Moments of consciousness only appear in consciousness. There is no other substance in consciousness other than “mind” appearing as moments of consciousness.
Consciousness includes thoughts, images, a sense of subjective self identity, perceptions, mental states, memories and insights.
We only can know that which occurs in consciousness. We can’t know an “outside world” event other than as a perception known only within consciousness. Perception is itself a moment of consciousness, not a “seeing” or experiencing of actual phenomena that appear “outside” of our skin or head.
Seeing this clearly, a new avenue to the realization of the emptiness of self and all phenomena and all experiences; past, present and future, can be realized. All experiences only occur in consciousness, as consciousness, and are therefore empty of any intrinsic reality, like ethereal cloud formations.
No matter how dense and oppressive a moment of consciousness or state of mind may be, it never is more than an empty formation of consciousness that intrinsically self-releases, like a cloud in the open sky.
A complete release of the causative factors of suffering and confusion, believed to be real, can occur when the mind sees that all phenomena, events and situations were only “empty moments of consciousness” like ungraspable dreams and daydreams.
This is like the mind seeing clearly that a snake was only ever a rope. In this case it’s seen that all phenomena, experiences and beliefs of every kind, are empty of any actual existence.
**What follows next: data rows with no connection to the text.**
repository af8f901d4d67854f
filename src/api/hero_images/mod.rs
//! Hero Image API 模块

mod handler;

use axum::{
    Router,
    routing::{delete, get},
};

use crate::core::ServerState;

pub fn router() -> Router<ServerState> {
    Router::new().nest("/api/hero-images", routes())
}

fn routes() -> Router<ServerState> {
    Router::new()
        .route("/", get(handler::list_active).post(handler::create))
        .route("/all", get(handler::list_all))
        .route("/{id}", delete(handler::delete))
}
//! Per-Product Lock Registry
//!
//! 同一商品的「检查库存 → 扣减 → 写回」必须串行，否则并发下单会
//! 超卖。锁按商品 id 懒创建，进程生命周期内保留。

use std::sync::Arc;

use dashmap::DashMap;
use tokio::sync::Mutex;

/// Lazily-created async mutex per product id
#[derive(Default)]
pub struct ProductLocks {
    locks: DashMap<String, Arc<Mutex<()>>>,
}

impl ProductLocks {
    pub fn new() -> Self {
        Self::default()
    }

    /// Get (or create) the lock guarding one product's inventory
    pub fn lock_for(&self, product_id: &str) -> Arc<Mutex<()>> {
        self.locks
            .entry(product_id.to_string())
            .or_insert_with(|| Arc::new(Mutex::new(())))
            .value()
            .clone()
    }
}

#[cfg(test)]
mod tests {
    use super::*;

    #[tokio::test]
    async fn test_same_product_shares_one_lock() {
        let locks = ProductLocks::new();
        let a = locks.lock_for("product:tee");
        let b = locks.lock_for("product:tee");
        assert!(Arc::ptr_eq(&a, &b));

        let other = locks.lock_for("product:cap");
        assert!(!Arc::ptr_eq(&a, &other));
    }

    #[tokio::test]
    async fn test_lock_serializes_critical_sections() {
        let locks = Arc::new(ProductLocks::new());
        let counter = Arc::new(Mutex::new(0i64));

        let mut handles = Vec::new();
        for _ in 0..16 {
            let locks = locks.clone();
            let counter = counter.clone();
            handles.push(tokio::spawn(async move {
                let lock = locks.lock_for("product:tee");
                let _guard = lock.lock().await;
                let mut n = counter.lock().await;
                *n += 1;
            }));
        }
        for handle in handles {
            handle.await.unwrap();
        }
        assert_eq!(*counter.lock().await, 16);
    }
}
It’s not to say nothing arises, which would be an extreme, but it is saying what arises has no reality other than being an empty moment of consciousness or mind; and that’s because all that is known are empty moments of consciousness flashing.
Part 3:
Flashes of Consciousness and Knowing Awareness
We have covered the substance of “moments of consciousness” as well as their empty nature in parts one and two of this series. But now let’s look into that which knows a “moment of consciousness” is occurring:
We know in Dzogchen that every moment of experience contains an intrinsic element that “knows” the quality, details and presence of any and every moment of experience. This knowing isn’t just a lively reactivity to stimuli. It also knows that it knows and knows the true nature of reality through its own intrinsic wisdoms.
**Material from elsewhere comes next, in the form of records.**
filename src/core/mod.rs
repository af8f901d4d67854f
//! 核心模块 - 配置、状态、服务器

pub mod config;
pub mod error;
pub mod server;
pub mod state;

pub use config::Config;
pub use error::{Result, ServerError};
pub use server::Server;
pub use state::ServerState;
Looking directly into this knowing, through this knowing, a vast dimension of wisdom and omniscience begins to fully unfold. These wisdoms and insights may occur as moments of clairvoyance, telepathy, and observations of inexplicable synchronicity. It also becomes perfectly certain that consciousness is not dependent upon a body or brain, but rather that the body and brain are dependent upon consciousness.
As subtle attention drops deeper into the knowing aspect of consciousness, the energetic formations of consciousness (thoughts, fixations and sense of self) collapse and dissolve, as the wisdom (prajna, sherab) reveals their intrinsic emptiness.
Here or at some point, localized consciousness collapses completely into the realm of Pure Knowingness (Dharmakaya), which is the empty and aware space in which all moments of consciousness are flashing, like how summer lightening flashes in a storm free sky.
This is the deep inner sky of changeless Knowingness, the empty, potential rich, space that gives birth to all moments of consciousness.
In Dzogchen we prioritize the cognitive aspect of this “knowing” (rigpa) as our point of orientation, as opposed to emphasizing either the emptiness aspect or delving into the nature of the energetic formations. All is revealed within the awareness nature of the “knowing”. This is the fastest way.
However, by exploring any of the three aspects of cognitive phenomena, the other two will also be fully illuminated, as they are descriptions of an inseparable, tripartite Buddha Nature.
I like to refer to the dimension of Pure Knowing or Pure Awareness (Dharmakaya) as the “9th Consciousness”, because all the other eight lower levels of consciousness, as described in traditional Buddhist teachings, arise and appear within the 9th Consciousness, like wispy clouds that appear and disappear in a vast and pristine open sky.
By orienting consciousness through a subtle inward glance into its knowing capacity, the stainless and ever-pristine dimension of the 9th Consciousness will be fully self-revealed and known.